# Co-op offer Kelly's Ice Cream 1L on BOGOF



## Donald (Jul 13, 2011)

Just got A leaflet from the CO-OP with the Latest offers and Kelly's clotted cream Ice Cream 1L on Buy one get one free for ?3.79 wander if there is a restriction on how many we can buy.  Aah well plums and strawberries peaches and nectarines half price might go for them instead.


http://www.co-operative.coop/food/deals/Shopping-List/BOGOF-Deals/


----------



## Caroline (Jul 13, 2011)

I like ice cream made with clotted cream, but it has to be Devonshire clotted cream.
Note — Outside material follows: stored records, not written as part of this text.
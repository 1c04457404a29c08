//! Postgres-backed test harness.
//!
//! Mirrors the teacher's `TestHarness` shape (a bundle of ready-to-use
//! dependencies, fresh per test) but connects to an already-running
//! database named by `TEST_DATABASE_URL` instead of spinning up
//! testcontainers, so the rest of the suite has no hard dependency on a
//! live Postgres.

use std::sync::Arc;

use chat_client::ChatClient;
use engine_core::config::{Config, DeployEnv};
use engine_core::kernel::agents::PostgresAgentStore;
use engine_core::kernel::credentials::CredentialStore;
use engine_core::kernel::discovery::HttpDiscoveryService;
use engine_core::kernel::object_store::HttpObjectStore;
use engine_core::kernel::queue::PostgresQueueStore;
use engine_core::kernel::rate_limiter::RateLimiter;
use engine_core::kernel::sandbox::HttpSandboxProvider;
use engine_core::kernel::EngineKernel;
use sqlx::PgPool;

pub struct TestHarness {
    pub kernel: Arc<EngineKernel>,
}

impl TestHarness {
    /// Connects to `TEST_DATABASE_URL`, runs migrations, and assembles a
    /// full [`EngineKernel`]. Returns `None` (rather than panicking) when
    /// the env var is unset, so tests can skip cleanly in environments
    /// with no database available.
    pub async fn new() -> Option<Self> {
        let database_url = std::env::var("TEST_DATABASE_URL").ok()?;

        let db = PgPool::connect(&database_url)
            .await
            .expect("failed to connect to TEST_DATABASE_URL");

        sqlx::migrate!("./migrations")
            .run(&db)
            .await
            .expect("failed to run migrations against test database");

        // Each test truncates rather than drops, so the schema only pays
        // migration cost once per test binary run.
        sqlx::query(
            "TRUNCATE job_logs, job_artifacts, job_attachments, jobs, workers, agents, credentials CASCADE",
        )
        .execute(&db)
        .await
        .expect("failed to reset test database");

        let config = Config {
            database_url,
            object_store_url: None,
            object_store_admin_token: None,
            rate_limiter_store_url: Some("memory".to_string()),
            rate_limiter_store_token: None,
            chat_provider_api_key: "test-key".to_string(),
            chat_provider_base_url: None,
            sandbox_provider_token: None,
            sandbox_provider_url: None,
            discovery_service_url: None,
            worker_concurrency: 2,
            worker_poll_interval_ms: 50,
            worker_heartbeat_interval_ms: 1_000,
            worker_shutdown_timeout_ms: 1_000,
            deploy_env: DeployEnv::Test,
            port: 0,
            api_key_prefix_live: "engine_live_".to_string(),
            api_key_prefix_test: "engine_test_".to_string(),
        };

        let chat_client = Arc::new(
            ChatClient::new(config.chat_provider_api_key.clone())
                .with_base_url("http://127.0.0.1:0".to_string()),
        );
        let object_store = Arc::new(HttpObjectStore::new(String::new(), String::new()));
        let sandbox_provider = Arc::new(HttpSandboxProvider::new(String::new(), String::new()));
        let discovery = Arc::new(HttpDiscoveryService::new(String::new()));

        let kernel = Arc::new(EngineKernel {
            queue: Arc::new(PostgresQueueStore::new(db.clone())),
            agents: Arc::new(PostgresAgentStore::new(db.clone())),
            credentials: CredentialStore::new(
                db.clone(),
                config.deploy_env,
                config.api_key_prefix_live.clone(),
                config.api_key_prefix_test.clone(),
            ),
            rate_limiter: RateLimiter::new(true),
            db,
            config,
            chat_client,
            object_store,
            sandbox_provider,
            discovery,
        });

        Some(Self { kernel })
    }

    /// Issues a credential and returns `(raw_key, credential_id)`.
    pub async fn issue_key(
        &self,
        scopes: Vec<engine_core::kernel::credentials::Scope>,
    ) -> (String, uuid::Uuid) {
        self.kernel
            .credentials
            .issue("test credential", None, Some(scopes), None)
            .await
            .expect("failed to issue test credential")
    }
}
Little feller would love you for ever if you bought it for him...


----------



## Northerner (Jul 13, 2011)

I wonder if they have the special insulin variety?







 http://diabetespoetry.blogspot.com/2010/03/cornish-clotted-insulin.html


----------



## Donald (Jul 13, 2011)

Northerner said:


> I wonder if they have the special insulin variety?
> 
> 
> 
> ...





You never know they might have it in the back shop somewhere.


----------



## Steff (Jul 13, 2011)

I've never actually seen that ice cream


----------



## Donald (Jul 13, 2011)

Steff said:


> I've never actually seen that ice cream




I thought they might have it down your way Steffi but then again it could be a bit to much of a temptation.


----------



## caffeine_demon (Jul 13, 2011)

one of our local places stocks insulin french bread...


----------



## robert@fm (Jul 13, 2011)

There's a bizarre twofer in my local LiDL this week; Lynx shower gel, ?2.35 each -- or two for ?2!  So if you only want one, it's cheaper to buy two and throw one away...


----------